One of the purposes of the UK design is to move away from a system in which each change in income and circumstances must be reported as it happens in order to adjust weekly payments. Such a system may be equitable, in the sense that awards relate to income in the same way for all claimants. It may be more or less transparent, depending on the complexity of the reporting requirements. But it is highly intrusive for recipients and it also has substantial administrative costs. It may also have a more direct negative impact on work incentives, since awards will be reduced directly as extra income is earned, although this can partly be offset by high earnings disregards.

The new UK design also rejects the Canadian model - which is similar to the Family Credit/Working Families Tax Credit design - in which income is measured over one set period and awards paid over another, regardless of changes in income. Such a system is very simple to administer, is non-intrusive for recipients and does not involve them in significant compliance costs. It is equitable in the sense that it treats families with the same income and circumstances in the same way, although it is last tax year's income rather than current income that applies. The negative impact on work incentives is reduced because awards do not respond immediately to increases in income.

The UK and Australian systems have much in common, except that Australia uses prospective and the UK retrospective income for the initial assessment. Each then seeks to respond to some changes as they happen and others in an annual reconciliation. These are therefore complex systems, both in administration and in compliance costs, and involve more intrusiveness for recipients than Canada's system. This is especially true in the UK, where there are several tax credits and in-work benefits. There are also issues of equity and work incentives for the UK. Equity is compromised by the existence of the disregard, as this means that not everyone with the same income and circumstances in the current year ends up with the same award. The impact on work incentives is difficult to predict. It could be positive in that the disregard means that some increase in earnings is protected from a reduction in the tax credit award. On the other hand, the system is not very transparent and if people cannot understand the system they may be reluctant to risk their awards by increasing their earnings.

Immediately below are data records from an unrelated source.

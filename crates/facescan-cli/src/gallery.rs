//! JSON-backed gallery file.

use anyhow::{Context, Result};
use chrono::Utc;
use facescan_core::{Embedding, FaceRecord, GalleryStore};
use std::path::{Path, PathBuf};

pub fn default_gallery_path() -> PathBuf {
    facescan_core::default_data_dir().join("gallery.json")
}

/// Load the store at `path`; a missing file is an empty store.
pub fn load(path: &Path) -> Result<GalleryStore> {
    if !path.exists() {
        tracing::debug!(path = %path.display(), "no gallery file yet");
        return Ok(GalleryStore::default());
    }
    let text = std::fs::read_to_string(path)
        .with_context(|| format!("failed to read gallery {}", path.display()))?;
    let store: GalleryStore = serde_json::from_str(&text)
        .with_context(|| format!("failed to parse gallery {}", path.display()))?;
    Ok(store)
}

/// Write the store to `path` via a temporary file and rename.
pub fn save(path: &Path, store: &GalleryStore) -> Result<()> {
    if let Some(parent) = path.parent().filter(|p| !p.as_os_str().is_empty()) {
        std::fs::create_dir_all(parent)
            .with_context(|| format!("failed to create {}", parent.display()))?;
    }
    let json = serde_json::to_string_pretty(store)?;
    let tmp = path.with_extension("json.tmp");
    std::fs::write(&tmp, json).with_context(|| format!("failed to write {}", tmp.display()))?;
    std::fs::rename(&tmp, path).with_context(|| format!("failed to replace {}", path.display()))?;
    Ok(())
}

pub fn new_record(person: &str, embedding: Embedding) -> FaceRecord {
    FaceRecord {
        id: uuid::Uuid::new_v4().to_string(),
        person: person.to_string(),
        embedding,
        created_at: Utc::now(),
    }
}

#[cfg(test)]
mod tests {
    use super::*;

    #[test]
    fn test_missing_file_is_empty() {
        let store = load(Path::new("/nonexistent/facescan/gallery.json")).unwrap();
        assert!(store.galleries.is_empty());
    }

    #[test]
    fn test_save_and_reload() {
        let dir = std::env::temp_dir().join(format!("facescan-gallery-{}", std::process::id()));
        let path = dir.join("nested").join("gallery.json");

        let mut store = GalleryStore::default();
        let embedding = Embedding { values: vec![0.6, 0.8], model_version: Some("w600k_mbf".into()) };
        store.gallery_mut("default").enroll(new_record("alice", embedding));
        save(&path, &store).unwrap();

        let reloaded = load(&path).unwrap();
        let gallery = reloaded.gallery("default").unwrap();
        assert_eq!(gallery.persons(), vec!["alice"]);
        assert_eq!(gallery.records[0].embedding.values, vec![0.6, 0.8]);
        assert_eq!(gallery.records[0].id.len(), 36);

        std::fs::remove_dir_all(&dir).unwrap();
    }
}
//! End-to-end face pipeline: detect → crop → landmarks → align → embed → search.
//!
//! [`FacePipeline`] owns every model and the match throttle. Callers build
//! one per frame loop and feed it frames in order; nothing is shared
//! process-wide.

use crate::alignment::{align_face, AlignedFace};
use crate::config::PipelineConfig;
use crate::crop::crop_region;
use crate::detector::FaceDetector;
use crate::landmarks::LandmarkDetector;
use crate::model::{InferenceError, InferenceModel, OrtModel};
use crate::nms::nms;
use crate::recognizer::EmbeddingExtractor;
use crate::search::{SearchRequest, SimilaritySearch};
use crate::selector::into_best_face;
use crate::throttle::MatchThrottle;
use crate::types::{Embedding, FaceCandidate, MatchResult};
use image::RgbImage;

/// Everything one frame produced. Stages that found nothing leave `None`.
#[derive(Debug, Clone, Default)]
pub struct FrameOutcome {
    /// Detector boxes after NMS, in frame coordinates.
    pub detections: Vec<FaceCandidate>,
    /// The selected face, with frame-space landmarks.
    pub face: Option<FaceCandidate>,
    pub aligned: Option<AlignedFace>,
    pub embedding: Option<Embedding>,
}

impl FrameOutcome {
    pub fn has_face(&self) -> bool {
        self.face.is_some()
    }
}

/// Pipeline backed by ONNX Runtime sessions.
pub type OrtPipeline = FacePipeline<OrtModel, OrtModel, OrtModel>;

pub struct FacePipeline<D, L, E> {
    config: PipelineConfig,
    detector: FaceDetector<D>,
    landmarks: LandmarkDetector<L>,
    extractor: EmbeddingExtractor<E>,
    throttle: MatchThrottle,
}

impl OrtPipeline {
    /// Load all three models named by `config`.
    ///
    /// Any missing or unloadable model fails the whole pipeline.
    pub fn load(config: PipelineConfig) -> Result<Self, InferenceError> {
        let detector = OrtModel::load(&config.detector_model_path(), config.intra_threads)?;
        let landmarks = OrtModel::load(&config.landmark_model_path(), config.intra_threads)?;
        let embedder = OrtModel::load(&config.embedding_model_path(), config.intra_threads)?;
        Self::new(config, detector, landmarks, embedder)
    }
}

impl<D, L, E> FacePipeline<D, L, E>
where
    D: InferenceModel,
    L: InferenceModel,
    E: InferenceModel,
{
    /// Wire the three models together. The configuration is validated first.
    pub fn new(config: PipelineConfig, detector: D, landmarks: L, embedder: E) -> Result<Self, InferenceError> {
        config.validate()?;
        let detector = FaceDetector::new(
            detector,
            config.detector_input_size,
            config.detector_confidence,
            config.detector_nms,
        );
        let landmarks = LandmarkDetector::new(
            landmarks,
            config.landmark_input_size,
            config.strides.clone(),
            config.landmark_confidence,
            config.landmark_nms,
        )?;
        let extractor = EmbeddingExtractor::new(embedder, config.embedding_input_size)
            .with_model_version(config.embedding_model_version());
        let throttle = MatchThrottle::new(config.match_interval());

        Ok(Self {
            config,
            detector,
            landmarks,
            extractor,
            throttle,
        })
    }

    pub fn config(&self) -> &PipelineConfig {
        &self.config
    }

    pub fn throttle(&self) -> &MatchThrottle {
        &self.throttle
    }

    /// Detector boxes refined into faces with landmarks, in frame coordinates.
    ///
    /// Each detector box is cropped and searched for landmarks; a crop whose
    /// landmark pass fails is skipped. Results from all crops go through a
    /// final NMS.
    pub async fn detect_faces(&mut self, frame: &RgbImage) -> Result<(Vec<FaceCandidate>, Vec<FaceCandidate>), InferenceError> {
        let detections = self.detector.detect(frame).await?;

        let mut faces = Vec::new();
        for detection in &detections {
            let Some(crop) = crop_region(frame, &detection.bbox, self.config.crop_margin) else {
                tracing::debug!(bbox = ?detection.bbox, "detection outside frame; skipping");
                continue;
            };

            match self.landmarks.detect(&crop.image).await {
                Ok(found) => {
                    let (ox, oy) = crop.origin();
                    faces.extend(found.into_iter().map(|f| f.translated(ox, oy)));
                }
                Err(e) => {
                    tracing::warn!(error = %e, "landmark inference failed; skipping crop");
                }
            }
        }

        let faces = nms(faces, self.config.landmark_nms);
        tracing::debug!(boxes = detections.len(), faces = faces.len(), "faces detected");
        Ok((detections, faces))
    }

    /// Run every stage short of search on one frame.
    pub async fn process_frame(&mut self, frame: &RgbImage) -> Result<FrameOutcome, InferenceError> {
        let (detections, faces) = self.detect_faces(frame).await?;

        let Some(face) = into_best_face(faces) else {
            return Ok(FrameOutcome {
                detections,
                ..Default::default()
            });
        };

        let aligned = face.landmarks.as_ref().and_then(|lm| align_face(frame, lm));
        let embedding = self.extractor.extract(aligned.as_ref()).await;

        if let Some(embedding) = &embedding {
            if embedding.dimension() != self.config.embedding_dim {
                tracing::warn!(
                    expected = self.config.embedding_dim,
                    actual = embedding.dimension(),
                    "embedding model produced unexpected dimension"
                );
            }
        }

        Ok(FrameOutcome {
            detections,
            face: Some(face),
            aligned,
            embedding,
        })
    }

    /// Search `embedding` through the throttle.
    ///
    /// `None` if the call was throttled or the search failed.
    pub async fn search_embedding<S: SimilaritySearch>(
        &self,
        embedding: &Embedding,
        search: &S,
    ) -> Option<MatchResult> {
        let request = SearchRequest {
            gallery_id: self.config.gallery_id.clone(),
            embedding: embedding.values.clone(),
            k: self.config.search_k,
            threshold: self.config.similarity_threshold,
        };

        match self.throttle.call(|| search.search(&request)).await? {
            Ok(response) => {
                let result = MatchResult::from(response);
                tracing::debug!(person = ?result.person, similarity = ?result.similarity, "search completed");
                Some(result)
            }
            Err(e) => {
                tracing::warn!(error = %e, "similarity search failed");
                None
            }
        }
    }

    /// Process a frame and search its embedding, if any.
    pub async fn identify<S: SimilaritySearch>(&mut self, frame: &RgbImage, search: &S) -> Option<MatchResult> {
        let outcome = match self.process_frame(frame).await {
            Ok(outcome) => outcome,
            Err(e) => {
                tracing::warn!(error = %e, "frame processing failed");
                return None;
            }
        };
        let embedding = outcome.embedding?;
        self.search_embedding(&embedding, search).await
    }
}
//! facescan-core: face detection, alignment and embedding engine.
//!
//! A YOLO-style detector finds face boxes, an SCRFD-style model recovers
//! five landmarks per crop, faces are warped to the ArcFace pose and embedded.
//! Models run through ONNX Runtime behind the [`InferenceModel`] seam.

pub mod alignment;
pub mod config;
pub mod crop;
pub mod detector;
pub mod geometry;
pub mod landmarks;
pub mod model;
pub mod nms;
pub mod pipeline;
pub mod recognizer;
pub mod search;
pub mod selector;
pub mod throttle;
pub mod tracker;
pub mod types;

pub use config::{default_data_dir, default_model_dir, ConfigError, PipelineConfig};
pub use model::{InferenceError, InferenceModel, ModelOutputs, OrtModel, Tensor};
pub use pipeline::{FacePipeline, FrameOutcome, OrtPipeline};
pub use search::{FaceRecord, Gallery, GalleryStore, SearchError, SearchRequest, SearchResponse, SimilaritySearch};
pub use throttle::MatchThrottle;
pub use tracker::DetectionTracker;
pub use types::{BoundingBox, Embedding, FaceCandidate, Landmarks, MatchResult, MatchStatus, Point};
use anyhow::{bail, Context, Result};
use clap::{Parser, Subcommand};
use facescan_core::{OrtPipeline, PipelineConfig};
use facescan_source::{FrameSource, ImageSequenceSource, StillImageSource};
use serde_json::json;
use std::path::{Path, PathBuf};
use std::time::Duration;
use tokio::sync::watch;
use tracing_subscriber::EnvFilter;

mod engine;
mod gallery;

use engine::{enroll_from_frames, load_frames, run_frame_loop, verify_frames, LoopOptions};

#[derive(Parser)]
#[command(name = "facescan", about = "Face detection, alignment and identification CLI")]
struct Cli {
    /// TOML configuration file (FACESCAN_* variables override it)
    #[arg(short, long, global = true)]
    config: Option<PathBuf>,

    /// Gallery file (default: $XDG_DATA_HOME/facescan/gallery.json)
    #[arg(short, long, global = true)]
    gallery: Option<PathBuf>,

    /// Directory containing the ONNX models
    #[arg(long, global = true)]
    model_dir: Option<PathBuf>,

    #[command(subcommand)]
    command: Commands,
}

#[derive(Subcommand)]
enum Commands {
    /// Print the embedding of the best face in an image
    Embed {
        image: PathBuf,
    },
    /// Enroll a person from one or more images
    Enroll {
        /// Name recorded with the embedding
        #[arg(short, long)]
        person: String,
        #[arg(required = true)]
        images: Vec<PathBuf>,
    },
    /// Identify the best face in each image against the gallery
    Identify {
        #[arg(required = true)]
        images: Vec<PathBuf>,
    },
    /// Cosine similarity between the best faces of two images
    Compare {
        a: PathBuf,
        b: PathBuf,
    },
    /// Run the frame loop over an image or a directory of images, printing confirmed identities
    Watch {
        path: PathBuf,
        /// Milliseconds between frames
        #[arg(long, default_value_t = 100)]
        interval_ms: u64,
        /// Replay the source until interrupted
        #[arg(long)]
        repeat: bool,
        /// Process frames even if they are almost black
        #[arg(long)]
        keep_dark: bool,
    },
    /// Print the effective configuration
    Config,
}

#[tokio::main(flavor = "current_thread")]
async fn main() -> Result<()> {
    tracing_subscriber::fmt()
        .with_env_filter(EnvFilter::from_default_env())
        .init();

    let cli = Cli::parse();

    let mut config = PipelineConfig::load(cli.config.as_deref()).context("failed to load configuration")?;
    if let Some(dir) = cli.model_dir {
        config.model_dir = dir;
    }
    let gallery_path = cli.gallery.unwrap_or_else(gallery::default_gallery_path);

    match cli.command {
        Commands::Config => {
            println!("{}", toml::to_string_pretty(&config)?);
        }
        Commands::Embed { image } => {
            let mut pipeline = load_pipeline(config)?;
            let frames = load_frames(&[image.clone()])?;
            let enrolled = enroll_from_frames(&mut pipeline, &frames)
                .await
                .with_context(|| format!("no embedding for {}", image.display()))?;
            let out = json!({
                "image": image,
                "confidence": enrolled.quality_score,
                "dimension": enrolled.embedding.dimension(),
                "model_version": enrolled.embedding.model_version,
                "embedding": enrolled.embedding.values,
            });
            println!("{out}");
        }
        Commands::Enroll { person, images } => {
            let gallery_id = config.gallery_id.clone();
            let mut pipeline = load_pipeline(config)?;
            let frames = load_frames(&images)?;
            let enrolled = enroll_from_frames(&mut pipeline, &frames)
                .await
                .context("enrollment failed")?;

            let mut store = gallery::load(&gallery_path)?;
            let record = gallery::new_record(&person, enrolled.embedding);
            let id = record.id.clone();
            store.gallery_mut(&gallery_id).enroll(record);
            gallery::save(&gallery_path, &store)?;

            tracing::info!(person = %person, id = %id, gallery = %gallery_id, "face enrolled");
            let out = json!({
                "id": id,
                "person": person,
                "gallery": gallery_id,
                "quality": enrolled.quality_score,
                "image": images.get(enrolled.frame),
            });
            println!("{out}");
        }
        Commands::Identify { images } => {
            let gallery_id = config.gallery_id.clone();
            let mut pipeline = load_pipeline(config)?;
            let store = gallery::load(&gallery_path)?;
            let Some(gallery) = store.gallery(&gallery_id) else {
                bail!("gallery {gallery_id:?} has no enrolled faces ({})", gallery_path.display());
            };

            for image in &images {
                let frames = load_frames(std::slice::from_ref(image))?;
                let out = match verify_frames(&mut pipeline, &frames, gallery).await {
                    Ok(verified) => json!({
                        "image": image,
                        "status": verified.result.status,
                        "person": verified.result.person,
                        "similarity": verified.result.similarity,
                        "quality": verified.best_quality,
                    }),
                    Err(engine::EngineError::NoFaceDetected) => json!({
                        "image": image,
                        "status": "no_face",
                    }),
                    Err(e) => return Err(e.into()),
                };
                println!("{out}");
            }
        }
        Commands::Compare { a, b } => {
            let mut pipeline = load_pipeline(config)?;
            let frames_a = load_frames(std::slice::from_ref(&a))?;
            let frames_b = load_frames(std::slice::from_ref(&b))?;
            let ea = enroll_from_frames(&mut pipeline, &frames_a)
                .await
                .with_context(|| format!("no face in {}", a.display()))?;
            let eb = enroll_from_frames(&mut pipeline, &frames_b)
                .await
                .with_context(|| format!("no face in {}", b.display()))?;

            let similarity = ea.embedding.similarity(&eb.embedding);
            let out = json!({
                "a": a,
                "b": b,
                "similarity": similarity,
                "same_person": similarity > pipeline.config().similarity_threshold,
            });
            println!("{out}");
        }
        Commands::Watch { path, interval_ms, repeat, keep_dark } => {
            let options = LoopOptions {
                frame_interval: Duration::from_millis(interval_ms),
                skip_dark: !keep_dark,
            };
            let source = open_source(&path, repeat)?;
            let store = gallery::load(&gallery_path)?;
            let mut pipeline = load_pipeline(config)?;

            let (stop_tx, stop_rx) = watch::channel(false);
            tokio::spawn(async move {
                if tokio::signal::ctrl_c().await.is_ok() {
                    tracing::info!("interrupt received; stopping");
                    let _ = stop_tx.send(true);
                }
                // The loop also stops if the sender is dropped.
                std::future::pending::<()>().await;
            });

            let stats = run_frame_loop(source, &mut pipeline, &store, stop_rx, &options, |frame, confirmed| {
                let out = json!({
                    "frame": frame.sequence,
                    "confirmed_person": confirmed.person,
                    "similarity": confirmed.similarity,
                });
                println!("{out}");
            })
            .await;

            tracing::info!(?stats, "watch finished");
        }
    }

    Ok(())
}

fn load_pipeline(config: PipelineConfig) -> Result<OrtPipeline> {
    let dir = config.model_dir.clone();
    OrtPipeline::load(config).with_context(|| format!("failed to load models from {}", dir.display()))
}

fn open_source(path: &Path, repeat: bool) -> Result<Box<dyn FrameSource>> {
    if path.is_dir() {
        let source = ImageSequenceSource::from_dir(path)?.looping(repeat);
        Ok(Box::new(source))
    } else {
        let limit = if repeat { None } else { Some(1) };
        Ok(Box::new(StillImageSource::open(path, limit)?))
    }
}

The annual reconciliation is very new to the UK benefits system and indeed to most UK taxpayers, who currently pay their income tax through PAYE and do not complete annual tax returns (unlike Canada and Australia). The Australian experience warns us of some of the problems that can arise.

A key lesson for the Inland Revenue is that it will be critical to ensure that all potential recipients have the right information and advice at the right time.

About the project

This project developed out of a previous project, also supported by the Joseph Rowntree Foundation, which examined benefits for children in the UK, Australia, Canada and the US (K. Battle and M. Mendelson (eds) Benefits for children: A four country study, Canada: The Caledon Institute of Social Policy, 1998; see The Working Families Tax Credit: Options and evaluation (JRF Foundations, Ref: 278) and Why special tax credits for low-income working families are being abandoned in Canada (JRF Findings, Ref: 148). The first project examined the full range of cash benefits and tax credit support for children in these countries. This follow-up project, involving discussions and written contributions among country experts, concentrated upon the issue of responsiveness to income changes: a key issue in policy design. The comparative analysis of responsiveness in the three systems has benefited greatly from input and comments from officials and researchers in all three countries, and from the comments of participants at a policy seminar held at HM Treasury in December 2002, and the researchers are most grateful for this.